* _Task prompt_
Show, from the entries below, every line in which "Ordering" appears.

(Data provided Opens)

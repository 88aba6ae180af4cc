// src/task/mod.rs

//! The uniform task contract and the tasks shipped with the engine.
//!
//! - [`Task`] is what a target schedules: a description plus synchronous and
//!   asynchronous execution entry points.
//! - [`closure`] binds plain Rust closures as tasks, capturing whatever
//!   parameters they need.
//! - [`group`] holds ordered (task, mode) batches with their error/finally
//!   hooks.
//! - [`shell`] runs a shell command through `tokio::process`.

use std::future::Future;
use std::pin::Pin;
use std::sync::Arc;

use anyhow::anyhow;

use crate::context::TaskContext;

pub mod closure;
pub mod group;
pub mod shell;

pub use closure::{AsyncFnTask, FnTask};
pub use group::{GroupHandle, GroupId, TaskEntry, TaskGroup};
pub use shell::ShellTask;

/// Boxed future returned by [`Task::run_async`].
pub type TaskFuture = Pin<Box<dyn Future<Output = anyhow::Result<()>> + Send + 'static>>;

/// A unit of work that can be placed in a [`TaskGroup`].
///
/// The engine always drives tasks through [`Task::run_async`]. The default
/// implementation moves the blocking [`Task::run`] onto Tokio's blocking
/// pool, so purely synchronous tasks only implement `run`. Natively async
/// tasks override `run_async`.
pub trait Task: Send + Sync + 'static {
    /// Human-readable description used in logs and target help.
    fn describe(&self) -> String;

    /// Run the task to completion on the calling thread.
    fn run(&self, ctx: &TaskContext) -> anyhow::Result<()>;

    /// Run the task without blocking the driver.
    fn run_async(self: Arc<Self>, ctx: TaskContext) -> TaskFuture {
        Box::pin(async move {
            tokio::task::spawn_blocking(move || self.run(&ctx))
                .await
                .map_err(|e| anyhow!("task did not complete: {e}"))?
        })
    }
}

#[cfg(test)]
mod tests {
    use super::*;
    use std::sync::atomic::{AtomicUsize, Ordering};

    struct Counting(Arc<AtomicUsize>);

    impl Task for Counting {
        fn describe(&self) -> String {
            "counting".into()
        }

        fn run(&self, _ctx: &TaskContext) -> anyhow::Result<()> {
            self.0.fetch_add(1, Ordering::SeqCst);
            Ok(())
        }
    }

    #[tokio::test]
    async fn default_run_async_delegates_to_run() {
        let hits = Arc::new(AtomicUsize::new(0));
        let task: Arc<dyn Task> = Arc::new(Counting(hits.clone()));

        task.run_async(TaskContext::new()).await.unwrap();

        assert_eq!(hits.load(Ordering::SeqCst), 1);
    }
}
//! Wall-clock abstraction so timestamps and ages can be driven by tests

use crate::types::TimestampMs;
use std::sync::atomic::{AtomicU64, Ordering};
use std::sync::Arc;
use std::time::{Duration, SystemTime, UNIX_EPOCH};

pub trait Clock: Send + Sync {
    fn now_ms(&self) -> TimestampMs;
}

#[derive(Debug, Clone, Copy, Default)]
pub struct SystemClock;

impl Clock for SystemClock {
    fn now_ms(&self) -> TimestampMs {
        SystemTime::now()
            .duration_since(UNIX_EPOCH)
            .map(|d| u64::try_from(d.as_millis()).unwrap_or(u64::MAX))
            .unwrap_or_default()
    }
}

/// Manually advanced clock; clones share the same time
#[derive(Debug, Clone, Default)]
pub struct ManualClock {
    now: Arc<AtomicU64>,
}

impl ManualClock {
    pub fn new(start: TimestampMs) -> Self {
        Self {
            now: Arc::new(AtomicU64::new(start)),
        }
    }

    pub fn advance(&self, by: Duration) {
        let by = u64::try_from(by.as_millis()).unwrap_or(u64::MAX);
        self.now.fetch_add(by, Ordering::SeqCst);
    }
}

impl Clock for ManualClock {
    fn now_ms(&self) -> TimestampMs {
        self.now.load(Ordering::SeqCst)
    }
}
fn main() {
    if let Err(err) = companion::run() {
        eprintln!("Error: {err:?}");
        std::process::exit(1);
    }
}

(Data provided Closes)

* _Response_
    use std::sync::atomic::{AtomicUsize, Ordering};
            self.0.fetch_add(1, Ordering::SeqCst);
        assert_eq!(hits.load(Ordering::SeqCst), 1);
use std::sync::atomic::{AtomicU64, Ordering};
        self.now.fetch_add(by, Ordering::SeqCst);
        self.now.load(Ordering::SeqCst)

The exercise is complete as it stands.